Mirror of Justice

A blog dedicated to the development of Catholic legal theory.
Affiliated with the Program on Church, State & Society at Notre Dame Law School.

Tuesday, October 12, 2010

"Selective curiosity" regarding sexual abuse by clergy

This piece , "Our Selective Curiosity on Sex Scandals", appeared recently in the Denver Post:

Is the Baptist ministry prone to sexual abuse against minors? Just wondering.

After all, four young men have accused Baptist megachurch leader Bishop Eddie Long in suburban Atlanta of luring them into sex when they were teens, and it's hardly the first time a well-known Baptist preacher has been linked to such scandal. Yet the case has been framed in news accounts mostly as an example of possible hypocrisy: Prominent anti-gay pastor accused of having sex with male teens.

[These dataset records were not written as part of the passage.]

//! Black-box end-to-end scenarios: literal source in, literal bytes out,
//! through the public `Assembler::assemble_str` entry point only.

use asm8::Assembler;

fn assemble(source: &str) -> Vec<u8> {
    Assembler::new().assemble_str("t.asm", source).unwrap()
}

#[test]
fn immediate_load_and_return() {
    assert_eq!(assemble("ORG $8000\nLDA #$42\nRTS\n"), vec![0xA9, 0x42, 0x60]);
}

#[test]
fn zero_page_chosen_for_backward_reference_absolute_for_forward_literal() {
    let bytes = assemble("ORG $0000\nfoo: LDA foo\nLDA $1234\n");
    assert_eq!(bytes, vec![0xA5, 0x00, 0xAD, 0x34, 0x12]);
}

#[test]
fn branch_to_self_is_minus_two() {
    assert_eq!(assemble("ORG $8000\nstart: BNE start\n"), vec![0xD0, 0xFE]);
}

#[test]
fn if_else_endif_selects_one_branch() {
    let bytes = assemble("ORG $8000\nIF 1\n DB $AA\nELSE\n DB $BB\nENDIF\n DB $CC\n");
    assert_eq!(bytes, vec![0xAA, 0xCC]);
}

#[test]
fn macro_with_positional_argument_expands_twice() {
    let bytes = assemble("ORG $0000\nMACRO two x\n DB \\1\n DB \\1\nENDM\n two $77\n");
    assert_eq!(bytes, vec![0x77, 0x77]);
}

#[test]
fn rept_replays_body_three_times() {
    assert_eq!(assemble("ORG $1000\nREPT 3\n DB $90\nENDR\n"), vec![0x90, 0x90, 0x90]);
}

#[test]
fn unresolved_forward_reference_forces_exactly_one_extra_pass_and_converges() {
    let bytes = assemble("ORG $8000\nJMP target\nNOP\ntarget: RTS\n");
    assert_eq!(bytes, vec![0x4C, 0x04, 0x80, 0xEA, 0x60]);
}

#[test]
fn cyclic_equate_definition_fails() {
    let result = Assembler::new().assemble_str("t.asm", "A EQU B\nB EQU A\nORG $8000\nDB A\n");
    assert!(matches!(result, Err(asm8::AssemblyError::RecursiveEquate { .. })));
}

#[test]
fn relative_branch_at_exactly_positive_127_succeeds() {
    let mut source = String::from("ORG $8000\nBNE target\n");
    for _ in 0 .. 127 {
        source.push_str("NOP\n");
    }
    source.push_str("target: RTS\n");
    let bytes = assemble(&source);
    assert_eq!(bytes[0], 0xD0);
    assert_eq!(bytes[1], 127);
}

#[test]
fn relative_branch_at_exactly_negative_128_succeeds() {
    let mut source = String::from("ORG $8000\nstart:\n");
    for _ in 0 .. 126 {
        source.push_str("NOP\n");
    }
    source.push_str("BNE start\n");
    let bytes = assemble(&source);
    let last_two = &bytes[bytes.len() - 2 ..];
    assert_eq!(last_two, &[0xD0, 0x80]);
}

#[test]
fn relative_branch_one_past_positive_range_is_out_of_range() {
    let mut source = String::from("ORG $8000\nBNE target\n");
    for _ in 0 .. 128 {
        source.push_str("NOP\n");
    }
    source.push_str("target: RTS\n");
    let result = Assembler::new().assemble_str("t.asm", &source);
    assert!(matches!(result, Err(asm8::AssemblyError::OutOfRange { .. })));
}

#[test]
fn hex_directive_round_trips_exact_bytes() {
    assert_eq!(assemble("ORG $8000\nHEX 00 11 22 aa BB\n"), vec![0x00, 0x11, 0x22, 0xAA, 0xBB]);
}

#[test]
fn equate_expansion_is_idempotent_with_inlining_the_literal() {
    let via_equate = assemble("SCREEN EQU $0400\nORG $8000\nLDA SCREEN\n");
    let inlined = assemble("ORG $8000\nLDA $0400\n");
    assert_eq!(via_equate, inlined);
}

#[test]
fn reassembling_the_same_source_is_deterministic() {
    let source = "ORG $8000\nloop: INX\n CPX #$10\n BNE loop\n RTS\n";
    assert_eq!(assemble(source), assemble(source));
}

#[test]
fn anonymous_labels_resolve_forward_and_backward() {
    let bytes = assemble("ORG $8000\n-\n NOP\n BNE -\n BNE +\n NOP\n+\n RTS\n");
    // backward `-` targets the label right above; forward `+` targets the
    // one below, both within branch range.
    assert_eq!(bytes[0], 0xEA); // NOP after the backward anchor
    assert_eq!(bytes[1], 0xD0); // BNE opcode (backward branch)
    assert_eq!(bytes[3], 0xD0); // BNE opcode (forward branch)
}

#[test]
fn dsb_reserves_space_filled_with_the_configured_byte() {
    let bytes = assemble("ORG $8000\nFILLVALUE $EA\nDSB 4\n");
    assert_eq!(bytes, vec![0xEA, 0xEA, 0xEA, 0xEA]);
}

#[test]
fn align_pads_up_to_the_next_boundary() {
    let bytes = assemble("ORG $8001\nALIGN $10\nNOP\n");
    assert_eq!(bytes.len(), 0x10);
    assert_eq!(*bytes.last().unwrap(), 0xEA);
}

No one, meanwhile, is suggesting the Baptist ministry is a refuge for pedophiles, as is commonly said of the Catholic Church.

Is that because Baptist ministers are less likely than Catholic priests to have sex with minors? That may be the popular impression, but no one actually knows. Hard data on sexual abuse by ministers simply don't exist, any more than they do for scoutmasters, school teachers, guidance counselors, staff at juvenile detention facilities, and other professions dealing with youth.

"Sexual misconduct appears to be spread fairly evenly across the denominations, though I stress the word 'appears,' " maintains Philip Jenkins, Penn State professor of history and religious studies. "Astonishingly, Catholic priests are literally the only profession in the country for whom we have relatively good figures for the incdence of child abuse and molestation." . . .

. . .

It goes without saying that there have been far too many victims of sexual abuse by clergy, that some dioceses once handled predators in inexcusable fashion, and that the bishops responsible (mostly retired or deceased) were never held accountable.

But it is equally true that many people on both the political left and right, for very different reasons, have been perfectly willing to fuel the fiction that nothing has changed and that, moreover, the church was a uniquely culpable institution. And never mind if the evidence — or lack of it — tells a different story.